Over the weekend, Dan was away overnight with his brother. I was looking forward to a quiet night at home on the farm, a little time spent with a friend who was planning on stopping by, maybe a little playoff football on the TV, and just getting chores done early and staying warm and cozy inside. As I was making my rounds for evening chores, I heard some unusual noise coming from the sheep house. Nothing alarming, just...not normal. Sure enough, Chocolate was standing there, making the soft noises I had heard, talking to the twin lambs who were already born and up on their feet. Now, Dan had left not much more than an hour prior, and had been right through this part of the barnyard, so she must not have been in labor long! In some ways this was a huge relief. Chocolate has had lambs before and has proven to be a great mother (not all sheep are), but over the past year she developed a hernia in her side. On a farm, the animal has to be extremely valuable to even consider surgery, which is the only thing that can repair a hernia like hers. However, it does not seem to bother her, so we decided to let it be rather than putting her down. So the fact that she was healthy and the lambs were sturdy and already active was great!
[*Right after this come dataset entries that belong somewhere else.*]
impl SqliteStore {
    /// Open (or create) a SQLite database at `path`.
    ///
    /// The path may be a plain file path (`"./watcher.db"`) or a full
    /// SQLite URL (`"sqlite:./watcher.db?mode=rwc"`).
    pub async fn open(path: &str) -> Result<Self, WatcherError> {
        let url = if path.starts_with("sqlite:") {
            path.to_string()
        } else {
            format!("sqlite:{path}?mode=rwc")
        };

        let pool = SqlitePool::connect(&url)
            .await
            .map_err(|e| WatcherError::Storage(e.to_string()))?;

        let store = Self { pool };
        store.init_schema().await?;
        Ok(store)
    }

    /// Open an in-memory SQLite database.
    ///
    /// Uses a single connection so every query sees the same database.
    pub async fn in_memory() -> Result<Self, WatcherError> {
        let pool = SqlitePoolOptions::new()
            .max_connections(1)
            .connect("sqlite::memory:")
            .await
            .map_err(|e| WatcherError::Storage(e.to_string()))?;

        let store = Self { pool };
        store.init_schema().await?;
        Ok(store)
    }

    /// Create tables and enable WAL mode.
    async fn init_schema(&self) -> Result<(), WatcherError> {
        sqlx::query("PRAGMA journal_mode=WAL;")
            .execute(&self.pool)
            .await
            .map_err(|e| WatcherError::Storage(e.to_string()))?;

        let statements = [
            "CREATE TABLE IF NOT EXISTS block_progress (
                block_hash                 TEXT    PRIMARY KEY,
                block_number               INTEGER NOT NULL,
                parent_hash                TEXT    NOT NULL,
                block_timestamp            INTEGER NOT NULL,
                num_events                 INTEGER NOT NULL,
                num_processed_events       INTEGER NOT NULL,
                last_processed_event_index INTEGER,
                is_complete                BOOLEAN NOT NULL,
                is_pruned                  BOOLEAN NOT NULL DEFAULT 0
            );",
            "CREATE INDEX IF NOT EXISTS idx_block_progress_number ON block_progress (block_number);",
            "CREATE INDEX IF NOT EXISTS idx_block_progress_parent ON block_progress (parent_hash);",
            "CREATE TABLE IF NOT EXISTS sync_status (
                id                            INTEGER PRIMARY KEY CHECK (id = 1),
                chain_head_block_hash         TEXT    NOT NULL,
                chain_head_block_number       INTEGER NOT NULL,
                latest_indexed_block_hash     TEXT    NOT NULL,
                latest_indexed_block_number   INTEGER NOT NULL,
                latest_canonical_block_hash   TEXT    NOT NULL,
                latest_canonical_block_number INTEGER NOT NULL,
                initial_indexed_block_hash    TEXT    NOT NULL,
                initial_indexed_block_number  INTEGER NOT NULL
            );",
            "CREATE TABLE IF NOT EXISTS event (
                id         INTEGER PRIMARY KEY AUTOINCREMENT,
                block_hash TEXT    NOT NULL REFERENCES block_progress (block_hash),
                \"index\"  INTEGER NOT NULL,
                contract   TEXT    NOT NULL,
                event_name TEXT    NOT NULL,
                event_info TEXT,
                extra_info TEXT    NOT NULL,
                proof      TEXT,
                UNIQUE (block_hash, \"index\")
            );",
            "CREATE INDEX IF NOT EXISTS idx_event_contract ON event (contract);",
            "CREATE TABLE IF NOT EXISTS entity_version (
                entity_type  TEXT    NOT NULL,
                entity_id    TEXT    NOT NULL,
                block_hash   TEXT    NOT NULL,
                block_number INTEGER NOT NULL,
                data         TEXT    NOT NULL,
                PRIMARY KEY (entity_type, entity_id, block_hash)
            );",
            "CREATE INDEX IF NOT EXISTS idx_entity_version_number
                ON entity_version (entity_type, entity_id, block_number);",
        ];
        for statement in statements {
            sqlx::query(statement)
                .execute(&self.pool)
                .await
                .map_err(|e| WatcherError::Storage(e.to_string()))?;
        }
        Ok(())
    }
}

// ─── Row mapping ──────────────────────────────────────────────────────────────

fn get<'r, T>(row: &'r SqliteRow, column: &str) -> Result<T, WatcherError>
where
    T: sqlx::Decode<'r, sqlx::Sqlite> + sqlx::Type<sqlx::Sqlite>,
{
    row.try_get(column)
        .map_err(|e| WatcherError::Storage(format!("column {column}: {e}")))
}
//! Watcher and job-queue configuration.

use std::time::Duration;

use serde::{Deserialize, Serialize};

use crate::error::WatcherError;

/// Order in which a block's events are handed to the indexer.
#[derive(Debug, Clone, Copy, Default, PartialEq, Eq, Serialize, Deserialize)]
#[serde(rename_all = "snake_case")]
pub enum EventOrdering {
    /// Strict ordinal order.
    #[default]
    Sequential,
    /// Events of contracts watched when the block started go first; events of
    /// contracts that became watched during the block are replayed after them.
    WatchedFirst,
}

/// Configuration for the job queue.
#[derive(Debug, Clone, Serialize, Deserialize)]
#[serde(default)]
pub struct QueueConfig {
    /// Concurrent workers on the block-processing queue.
    pub block_concurrency: usize,
    /// Concurrent workers on the event-processing queue.
    pub event_concurrency: usize,
    /// Retries after the first failed attempt.
    pub retry_limit: u32,
    pub retry_initial_backoff_ms: u64,
    pub retry_max_backoff_ms: u64,
    pub retry_multiplier: f64,
    /// Jobs older than this are expired instead of run.
    pub expire_after_secs: u64,
    /// How long an idle worker sleeps before looking for work again.
    pub poll_interval_ms: u64,
}

impl Default for QueueConfig {
    fn default() -> Self {
        Self {
            block_concurrency: 1,
            event_concurrency: 1,
            retry_limit: 20,
            retry_initial_backoff_ms: 500,
            retry_max_backoff_ms: 30_000,
            retry_multiplier: 2.0,
            expire_after_secs: 60 * 60,
            poll_interval_ms: 250,
        }
    }
}

impl QueueConfig {
    pub fn expire_after(&self) -> Duration {
        Duration::from_secs(self.expire_after_secs)
    }

    pub fn poll_interval(&self) -> Duration {
        Duration::from_millis(self.poll_interval_ms)
    }
}

/// Configuration for a watcher instance.
#[derive(Debug, Clone, Serialize, Deserialize)]
#[serde(default)]
pub struct WatcherConfig {
    /// How deep a fork may be before it is assumed irreversible.
    pub max_reorg_depth: u64,
    /// Block to start from on a cold start. `None` = block 0.
    pub start_block: Option<u64>,
    /// Wait between upstream polls while a height is not yet available.
    pub poll_interval_ms: u64,
    pub event_ordering: EventOrdering,
    /// Keep fetched events in memory and persist them when the block completes.
    pub prefetch_events: bool,
    /// Persist block counters once per block instead of once per event.
    pub batch_event_updates: bool,
    /// Attempts after which an ordering violation is treated as corruption.
    pub ordering_violation_alert_after: u32,
    /// Delay before fetching a newly seen block's events.
    pub job_delay_ms: u64,
    pub queue: QueueConfig,
}

impl Default for WatcherConfig {
    fn default() -> Self {
        Self {
            max_reorg_depth: 16,
            start_block: None,
            poll_interval_ms: 1000,
            event_ordering: EventOrdering::Sequential,
            prefetch_events: false,
            batch_event_updates: false,
            ordering_violation_alert_after: 5,
            job_delay_ms: 0,
            queue: QueueConfig::default(),
        }
    }
}

impl WatcherConfig {
    /// Parse a JSON config document; missing fields take their defaults.
    pub fn from_json(json: &str) -> Result<Self, WatcherError> {
        let config: Self =
            serde_json::from_str(json).map_err(|e| WatcherError::Config(e.to_string()))?;
        config.validate()?;
        Ok(config)
    }

    pub fn validate(&self) -> Result<(), WatcherError> {
        if self.max_reorg_depth == 0 {
            return Err(WatcherError::Config("max_reorg_depth must be at least 1".into()));
        }
        if self.queue.block_concurrency == 0 || self.queue.event_concurrency == 0 {
            return Err(WatcherError::Config("queue concurrency must be at least 1".into()));
        }
        if self.queue.retry_initial_backoff_ms > self.queue.retry_max_backoff_ms {
            return Err(WatcherError::Config(format!(
                "retry_initial_backoff_ms ({}) exceeds retry_max_backoff_ms ({})",
                self.queue.retry_initial_backoff_ms, self.queue.retry_max_backoff_ms
            )));
        }
        if self.queue.retry_multiplier < 1.0 {
            return Err(WatcherError::Config("retry_multiplier must be >= 1.0".into()));
        }
        if self.ordering_violation_alert_after == 0 {
            return Err(WatcherError::Config(
                "ordering_violation_alert_after must be at least 1".into(),
            ));
        }
        Ok(())
    }

    pub fn poll_interval(&self) -> Duration {
        Duration::from_millis(self.poll_interval_ms)
    }

    pub fn job_delay(&self) -> Duration {
        Duration::from_millis(self.job_delay_ms)
    }
}
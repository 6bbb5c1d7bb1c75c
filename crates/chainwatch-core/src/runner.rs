//! Job handlers for both queues and the completion chain.
//!
//! ```text
//! block-processing:  Index ──► BlockProcessor        Prune ──► ChainPruner
//! event-processing:  Events ──► EventProcessor      Contract ──► Indexer::cache_contract
//!
//! Events completed ──► advance latest indexed
//!                  ├─► push Prune (priority + 1) when lag > max reorg depth
//!                  ├─► broadcast BlockProgress
//!                  └─► push Index for the next height while the chain head is ahead
//! ```

use std::sync::Arc;

use async_trait::async_trait;
use tokio::sync::broadcast;
use tracing::{debug, error};

use crate::block_processor::BlockProcessor;
use crate::error::WatcherError;
use crate::event_processor::EventProcessor;
use crate::job::{Job, JobOutcome, JobPayload, QUEUE_BLOCK_PROCESSING};
use crate::pruner::ChainPruner;
use crate::queue::{CompletionHandler, JobHandler, JobQueue};
use crate::store::Store;
use crate::types::{BlockProgress, SyncPointer};
use crate::upstream::{ChainSource, Indexer};

// ─── Job handlers ─────────────────────────────────────────────────────────────

/// Handles index and prune jobs.
pub struct BlockJobRunner {
    processor: BlockProcessor,
    pruner: ChainPruner,
}

impl BlockJobRunner {
    pub fn new(processor: BlockProcessor, pruner: ChainPruner) -> Self {
        Self { processor, pruner }
    }
}

#[async_trait]
impl JobHandler for BlockJobRunner {
    async fn handle(&self, job: &Job, queue: &JobQueue) -> Result<(), WatcherError> {
        match &job.payload {
            JobPayload::Index(block) => {
                self.processor.index_block(job, block, queue).await?;
                Ok(())
            }
            JobPayload::Prune { prune_block_height } => {
                self.pruner.prune(*prune_block_height).await?;
                Ok(())
            }
            other => Err(WatcherError::Other(format!(
                "unexpected {} job on block queue",
                other.kind()
            ))),
        }
    }
}

/// Handles event and contract jobs.
pub struct EventJobRunner {
    processor: EventProcessor,
    indexer: Arc<dyn Indexer>,
}

impl EventJobRunner {
    pub fn new(processor: EventProcessor, indexer: Arc<dyn Indexer>) -> Self {
        Self { processor, indexer }
    }
}

#[async_trait]
impl JobHandler for EventJobRunner {
    async fn handle(&self, job: &Job, _queue: &JobQueue) -> Result<(), WatcherError> {
        match &job.payload {
            JobPayload::Events { block_hash } => {
                self.processor.process_block_events(block_hash).await?;
                Ok(())
            }
            JobPayload::Contract(contract) => {
                debug!(address = %contract.address, kind = %contract.kind, "caching contract");
                self.indexer.cache_contract(contract).await
            }
            other => Err(WatcherError::Other(format!(
                "unexpected {} job on event queue",
                other.kind()
            ))),
        }
    }
}

// ─── Completion handlers ──────────────────────────────────────────────────────

/// Logs terminal outcomes of block-processing jobs.
pub struct BlockJobCompletion;

#[async_trait]
impl CompletionHandler for BlockJobCompletion {
    async fn on_complete(&self, outcome: &JobOutcome, _queue: &JobQueue) -> Result<(), WatcherError> {
        if outcome.failed() {
            error!(
                job_id = outcome.job.id,
                kind = outcome.job.payload.kind(),
                status = ?outcome.status,
                error = outcome.error.as_deref().unwrap_or_default(),
                "block job did not complete"
            );
        } else if let JobPayload::Prune { prune_block_height } = outcome.job.payload {
            debug!(prune_block_height, "prune job completed");
        }
        Ok(())
    }
}

/// Advances the sync status once a block's events are all applied and
/// schedules the follow-up work.
pub struct EventJobCompletion {
    store: Arc<dyn Store>,
    upstream: Arc<dyn ChainSource>,
    max_reorg_depth: u64,
    completions: broadcast::Sender<BlockProgress>,
}

impl EventJobCompletion {
    pub fn new(
        store: Arc<dyn Store>,
        upstream: Arc<dyn ChainSource>,
        max_reorg_depth: u64,
        completions: broadcast::Sender<BlockProgress>,
    ) -> Self {
        Self {
            store,
            upstream,
            max_reorg_depth,
            completions,
        }
    }

    async fn block_completed(
        &self,
        progress: BlockProgress,
        priority: i32,
        queue: &JobQueue,
    ) -> Result<(), WatcherError> {
        let status = self
            .store
            .advance_sync_status(SyncPointer::LatestIndexed, &progress.pointer(), false)
            .await?;

        if status.reorg_lag() > self.max_reorg_depth {
            queue.push_unique(
                QUEUE_BLOCK_PROCESSING,
                JobPayload::Prune {
                    prune_block_height: status.latest_canonical.number + 1,
                },
                priority + 1,
            )?;
        }

        let next = progress.block_number + 1;
        // Receivers may come and go; a send with none attached is fine.
        let _ = self.completions.send(progress);

        if status.chain_head.number >= next && self.store.blocks_at_height(next, false).await?.is_empty() {
            let blocks = self.upstream.blocks_by_number(next).await?;
            for block in &blocks {
                queue.push_unique(QUEUE_BLOCK_PROCESSING, JobPayload::index(block), 0)?;
            }
            if !blocks.is_empty() {
                debug!(block_number = next, count = blocks.len(), "continuing to next height");
            }
        }
        Ok(())
    }
}

#[async_trait]
impl CompletionHandler for EventJobCompletion {
    async fn on_complete(&self, outcome: &JobOutcome, queue: &JobQueue) -> Result<(), WatcherError> {
        if outcome.failed() {
            error!(
                job_id = outcome.job.id,
                kind = outcome.job.payload.kind(),
                status = ?outcome.status,
                error = outcome.error.as_deref().unwrap_or_default(),
                "event job did not complete"
            );
            return Ok(());
        }
        let JobPayload::Events { block_hash } = &outcome.job.payload else {
            return Ok(());
        };
        let Some(progress) = self.store.block_progress(block_hash).await? else {
            return Ok(());
        };
        if !progress.is_complete || progress.is_pruned {
            return Ok(());
        }
        debug!(block_number = progress.block_number, block_hash = %progress.block_hash, "block indexed");
        self.block_completed(progress, outcome.job.priority, queue).await
    }
}
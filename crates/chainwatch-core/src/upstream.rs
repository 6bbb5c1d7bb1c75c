//! Upstream chain source, downstream indexer hooks and the per-block event cache.

use std::collections::HashMap;
use std::sync::{Mutex, MutexGuard, PoisonError};

use async_trait::async_trait;
use serde_json::Value;
use tokio::sync::mpsc;

use crate::error::WatcherError;
use crate::types::{BlockHeader, BlockProgress, Contract, Event, FetchedEvent, ParsedEvent};

/// The single upstream data source trusted for chain-head truth.
///
/// Queries may be issued before a height exists upstream; they then return
/// empty results rather than failing.
#[async_trait]
pub trait ChainSource: Send + Sync {
    /// All blocks known at `number` (more than one while a fork is live).
    async fn blocks_by_number(&self, number: u64) -> Result<Vec<BlockHeader>, WatcherError>;

    async fn block_by_hash(&self, block_hash: &str) -> Result<Option<BlockHeader>, WatcherError>;

    /// Stream of new-block notifications.
    async fn subscribe_blocks(&self) -> Result<mpsc::Receiver<BlockHeader>, WatcherError>;
}

/// Contract-specific logic driven by the pipeline.
///
/// `process_event` and `process_block` may write derived state; they run
/// inside the job that applies the block and are retried with it.
#[async_trait]
pub trait Indexer: Send + Sync {
    /// Fetch a block's events in log order. Events of unwatched contracts
    /// carry [`EventName::Unknown`](crate::types::EventName::Unknown).
    async fn fetch_block_events(&self, block: &BlockHeader) -> Result<Vec<FetchedEvent>, WatcherError>;

    /// Apply one decoded event of a watched contract.
    async fn process_event(&self, event: &Event) -> Result<(), WatcherError>;

    /// Block-level bookkeeping, called once the block's progress row exists.
    async fn process_block(&self, _block: &BlockProgress) -> Result<(), WatcherError> {
        Ok(())
    }

    /// The watched contract at `address`, if any.
    fn is_watched_contract(&self, address: &str) -> Option<Contract>;

    /// Decode a raw log emitted by a contract of `kind`.
    fn parse_event_name_and_args(&self, kind: &str, raw_log: &Value) -> Result<ParsedEvent, WatcherError>;

    /// Add a contract to the in-memory watched set.
    async fn cache_contract(&self, contract: &Contract) -> Result<(), WatcherError>;
}

/// Events fetched for blocks that have not completed yet, keyed by block hash.
#[derive(Default)]
pub struct EventCache {
    blocks: Mutex<HashMap<String, Vec<Event>>>,
}

impl EventCache {
    pub fn new() -> Self {
        Self::default()
    }

    fn lock(&self) -> MutexGuard<'_, HashMap<String, Vec<Event>>> {
        self.blocks.lock().unwrap_or_else(PoisonError::into_inner)
    }

    pub fn insert(&self, block_hash: &str, events: Vec<Event>) {
        self.lock().insert(block_hash.to_string(), events);
    }

    pub fn get(&self, block_hash: &str) -> Option<Vec<Event>> {
        self.lock().get(block_hash).cloned()
    }

    /// Replace one cached event, e.g. after lazy decoding.
    pub fn update(&self, event: &Event) {
        if let Some(slot) = self
            .lock()
            .get_mut(&event.block_hash)
            .and_then(|events| events.iter_mut().find(|e| e.index == event.index))
        {
            *slot = event.clone();
        }
    }

    pub fn remove(&self, block_hash: &str) -> Option<Vec<Event>> {
        self.lock().remove(block_hash)
    }

    pub fn len(&self) -> usize {
        self.lock().len()
    }

    pub fn is_empty(&self) -> bool {
        self.lock().is_empty()
    }
}
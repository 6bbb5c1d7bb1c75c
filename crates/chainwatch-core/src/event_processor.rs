//! Ordered application of a block's events.
//!
//! Events of a block are applied strictly by ordinal. Events of watched
//! contracts that were fetched before the contract became watched carry the
//! unknown placeholder; they are decoded on first encounter and the decoded
//! name is persisted so it is never derived again.

use std::collections::{BTreeSet, HashMap, HashSet};
use std::sync::{Arc, Mutex, MutexGuard, PoisonError};

use tracing::{debug, error, info, warn};

use crate::config::{EventOrdering, WatcherConfig};
use crate::error::WatcherError;
use crate::store::Store;
use crate::types::{BlockProgress, Event, EventName};
use crate::upstream::{EventCache, Indexer};

pub struct EventProcessor {
    config: WatcherConfig,
    store: Arc<dyn Store>,
    indexer: Arc<dyn Indexer>,
    cache: Arc<EventCache>,
    /// Ordering violations seen per block hash.
    violations: Mutex<HashMap<String, u32>>,
    /// Ordinals applied in watched-first mode beyond the recorded prefix.
    held: Mutex<HashMap<String, BTreeSet<u32>>>,
}

impl EventProcessor {
    pub fn new(
        config: WatcherConfig,
        store: Arc<dyn Store>,
        indexer: Arc<dyn Indexer>,
        cache: Arc<EventCache>,
    ) -> Self {
        Self {
            config,
            store,
            indexer,
            cache,
            violations: Mutex::new(HashMap::new()),
            held: Mutex::new(HashMap::new()),
        }
    }

    fn violations(&self) -> MutexGuard<'_, HashMap<String, u32>> {
        self.violations.lock().unwrap_or_else(PoisonError::into_inner)
    }

    fn held(&self) -> MutexGuard<'_, HashMap<String, BTreeSet<u32>>> {
        self.held.lock().unwrap_or_else(PoisonError::into_inner)
    }

    fn forget(&self, block_hash: &str) {
        self.violations().remove(block_hash);
        self.held().remove(block_hash);
    }

    /// Apply every outstanding event of `block_hash`.
    ///
    /// Returns the block's progress afterwards, or `None` if the block is
    /// gone (rewound) or pruned.
    pub async fn process_block_events(&self, block_hash: &str) -> Result<Option<BlockProgress>, WatcherError> {
        let Some(mut progress) = self.store.block_progress(block_hash).await? else {
            warn!(block_hash, "block not found, skipping events");
            self.cache.remove(block_hash);
            self.forget(block_hash);
            return Ok(None);
        };
        if progress.is_pruned {
            debug!(block_number = progress.block_number, block_hash, "block pruned, skipping events");
            self.cache.remove(block_hash);
            self.forget(block_hash);
            return Ok(None);
        }
        if progress.is_complete {
            return Ok(Some(progress));
        }

        let events = self.load_events(&progress).await?;
        let pending: Vec<Event> = events
            .into_iter()
            .filter(|e| progress.last_processed_event_index.map_or(true, |last| e.index > last))
            .collect();

        match self.config.event_ordering {
            EventOrdering::Sequential => {
                for event in pending {
                    if let Err(err) = self.process_event(&mut progress, event).await {
                        self.flush_partial(&progress).await;
                        return Err(err);
                    }
                }
            }
            EventOrdering::WatchedFirst => self.process_watched_first(&mut progress, pending).await?,
        }

        if progress.is_complete {
            self.complete(&progress).await?;
        } else if self.config.batch_event_updates {
            self.store.update_block_progress(&progress).await?;
        }
        Ok(Some(progress))
    }

    /// Apply one event to `progress`.
    ///
    /// Fails with an ordering violation unless `event` directly follows the
    /// last processed event. Repeated violations on the same block escalate
    /// to corruption.
    pub async fn process_event(&self, progress: &mut BlockProgress, event: Event) -> Result<(), WatcherError> {
        if let Err(err) = progress.check_next_event(event.index) {
            return Err(self.escalate(progress, err));
        }
        let index = event.index;
        self.apply(event).await?;
        progress.record_processed(index)?;
        if !self.config.batch_event_updates && !progress.is_complete {
            self.store.update_block_progress(progress).await?;
        }
        Ok(())
    }

    async fn process_watched_first(
        &self,
        progress: &mut BlockProgress,
        pending: Vec<Event>,
    ) -> Result<(), WatcherError> {
        let Some(first) = pending.first() else {
            return Ok(());
        };
        if let Err(err) = progress.check_next_event(first.index) {
            return Err(self.escalate(progress, err));
        }

        let watched_at_start: HashSet<String> = pending
            .iter()
            .filter(|e| self.indexer.is_watched_contract(&e.contract).is_some())
            .map(|e| e.contract.clone())
            .collect();
        let (first_pass, deferred): (Vec<Event>, Vec<Event>) = pending
            .into_iter()
            .partition(|e| watched_at_start.contains(&e.contract));
        debug!(
            block_number = progress.block_number,
            watched = first_pass.len(),
            deferred = deferred.len(),
            "applying events of watched contracts first"
        );

        // Ordinals applied by an earlier failed pass are not applied again.
        let mut applied = self.held().remove(&progress.block_hash).unwrap_or_default();
        for event in first_pass.into_iter().chain(deferred) {
            if applied.contains(&event.index) {
                continue;
            }
            let index = event.index;
            if let Err(err) = self.apply(event).await {
                self.hold_applied(progress, applied).await;
                return Err(err);
            }
            applied.insert(index);
        }
        for index in applied {
            progress.record_processed(index)?;
        }
        Ok(())
    }

    /// Record the contiguous prefix of `applied` on `progress` and keep the
    /// rest in memory for the next pass over the block.
    async fn hold_applied(&self, progress: &mut BlockProgress, mut applied: BTreeSet<u32>) {
        let mut next = progress.last_processed_event_index.map_or(0, |last| last + 1);
        let mut advanced = false;
        while applied.remove(&next) {
            if progress.record_processed(next).is_err() {
                break;
            }
            advanced = true;
            next += 1;
        }
        if advanced {
            if let Err(e) = self.store.update_block_progress(progress).await {
                warn!(block_number = progress.block_number, error = %e, "failed to record applied events");
            }
        }
        if !applied.is_empty() {
            debug!(
                block_number = progress.block_number,
                held = applied.len(),
                "holding events applied out of ordinal order"
            );
            self.held().insert(progress.block_hash.clone(), applied);
        }
    }

    /// Persist counters of events applied before a failure when they are
    /// otherwise only written at block completion.
    async fn flush_partial(&self, progress: &BlockProgress) {
        if !self.config.batch_event_updates || progress.num_processed_events == 0 {
            return;
        }
        if let Err(e) = self.store.update_block_progress(progress).await {
            warn!(block_number = progress.block_number, error = %e, "failed to flush event progress");
        }
    }

    /// Decode if needed and hand a watched contract's event to the indexer.
    async fn apply(&self, mut event: Event) -> Result<(), WatcherError> {
        let Some(contract) = self.indexer.is_watched_contract(&event.contract) else {
            return Ok(());
        };
        if event.name.is_unknown() {
            let parsed = self
                .indexer
                .parse_event_name_and_args(&contract.kind, &event.extra_info)?;
            debug!(
                block_hash = %event.block_hash,
                index = event.index,
                contract = %event.contract,
                event_name = %parsed.name,
                "resolved event name"
            );
            event.name = EventName::known(parsed.name, parsed.info);
            if self.config.prefetch_events {
                self.cache.update(&event);
            } else {
                self.store.save_event(&event).await?;
            }
        }
        self.indexer.process_event(&event).await
    }

    fn escalate(&self, progress: &BlockProgress, err: WatcherError) -> WatcherError {
        let attempts = {
            let mut violations = self.violations();
            let count = violations.entry(progress.block_hash.clone()).or_insert(0);
            *count += 1;
            *count
        };
        if attempts >= self.config.ordering_violation_alert_after {
            error!(
                block_number = progress.block_number,
                block_hash = %progress.block_hash,
                attempts,
                error = %err,
                "events repeatedly out of order"
            );
            WatcherError::Corruption(format!("{err} (after {attempts} attempts)"))
        } else {
            warn!(block_number = progress.block_number, attempts, error = %err, "event out of order");
            err
        }
    }

    /// Events of the block, from the prefetch cache or the store.
    ///
    /// Refetches from the indexer when fewer events are available than the
    /// block recorded, e.g. after a restart lost the prefetch cache.
    async fn load_events(&self, progress: &BlockProgress) -> Result<Vec<Event>, WatcherError> {
        if let Some(events) = self.cache.get(&progress.block_hash) {
            if events.len() == progress.num_events as usize {
                return Ok(events);
            }
        }
        let stored = self.store.block_events(&progress.block_hash, None).await?;
        if stored.len() == progress.num_events as usize {
            return Ok(stored);
        }

        debug!(block_number = progress.block_number, "events missing, refetching");
        let fetched = self.indexer.fetch_block_events(&progress.header()).await?;
        let events = Event::number_all(&progress.block_hash, fetched);
        if events.len() != progress.num_events as usize {
            return Err(WatcherError::Corruption(format!(
                "block {} recorded {} events, upstream returned {}",
                progress.block_hash,
                progress.num_events,
                events.len()
            )));
        }
        if self.config.prefetch_events {
            self.cache.insert(&progress.block_hash, events.clone());
        } else {
            for event in &events {
                self.store.save_event(event).await?;
            }
        }
        Ok(events)
    }

    async fn complete(&self, progress: &BlockProgress) -> Result<(), WatcherError> {
        let events = self.cache.remove(&progress.block_hash).unwrap_or_default();
        self.store.complete_block(progress, &events).await?;
        self.forget(&progress.block_hash);
        info!(
            block_number = progress.block_number,
            block_hash = %progress.block_hash,
            num_events = progress.num_events,
            "block complete"
        );
        Ok(())
    }
}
Best practice for sheep is to put the new mom and babies in a lambing jugs, or a little pen so the babies can't wander off or be trampled by other sheep. However, we didn't have jugs set up and I was all alone. Chocolate had the good sense to give birth in the sheep house instead of the snow, so I swung the door shut to keep everyone warm and contained. The catch was that I latched 7 other sheep in there as well. As I did my other chores, I pondered what to do next. Should I just feed all the sheep in there and call it good? Should I try to set up a pen and attempt to get the three sheep, and only those three, in it? Chase the rest of the sheep out of the sheep house? (It's very hard to do this without the one you're trying to pen up getting loose, too. Plus without this space, the sheep, many of whom are also pregnant, would have to fight the cows for sheltered space out of the wind and snow for the night.) While I've been through lambing seasons and I generally can figure out how best to take care of my critters, I nearly always have Dan to double check with, or to get a hand in times like these, but he was not only gone but out of cell phone service as well. In that case, I am known to give his brother a call- while Matt is happy not being on a farm anymore, I still can ask him questions and he has years of experience to draw on, but he was with Dan and unreachable. I was just nervous enough to want a second opinion though, so I picked up the phone and called my father-in-law. I'm very grateful to have a good relationship with all of my in-laws, where I can call and ask for advice or help if I need it. He listened as I described what was going on and told me I'd done the right thing by penning them up initially. He also felt that they would most likely be fine in a group in the sheep house, especially with an experienced mother who is also one of the bigger, bossier ewes. I was grateful for the advice, even if it was just confirming what I thought was my best and easiest option, it is still nice to hear from someone I consider an expert that yes, this is a good, workable plan. So I gave the sheep hay and water, and the little lambs still seemed healthy and strong. The other ewes took little notice of them, and mama Chocolate had obviously fed them and was keeping an eye out for them.
When Dan came home the next day, he was thrilled that our lambing season had kicked off with a problem-free delivery and healthy twins. He also agreed with how I handled everything, and now three days later, mama and the lambs are still all doing great!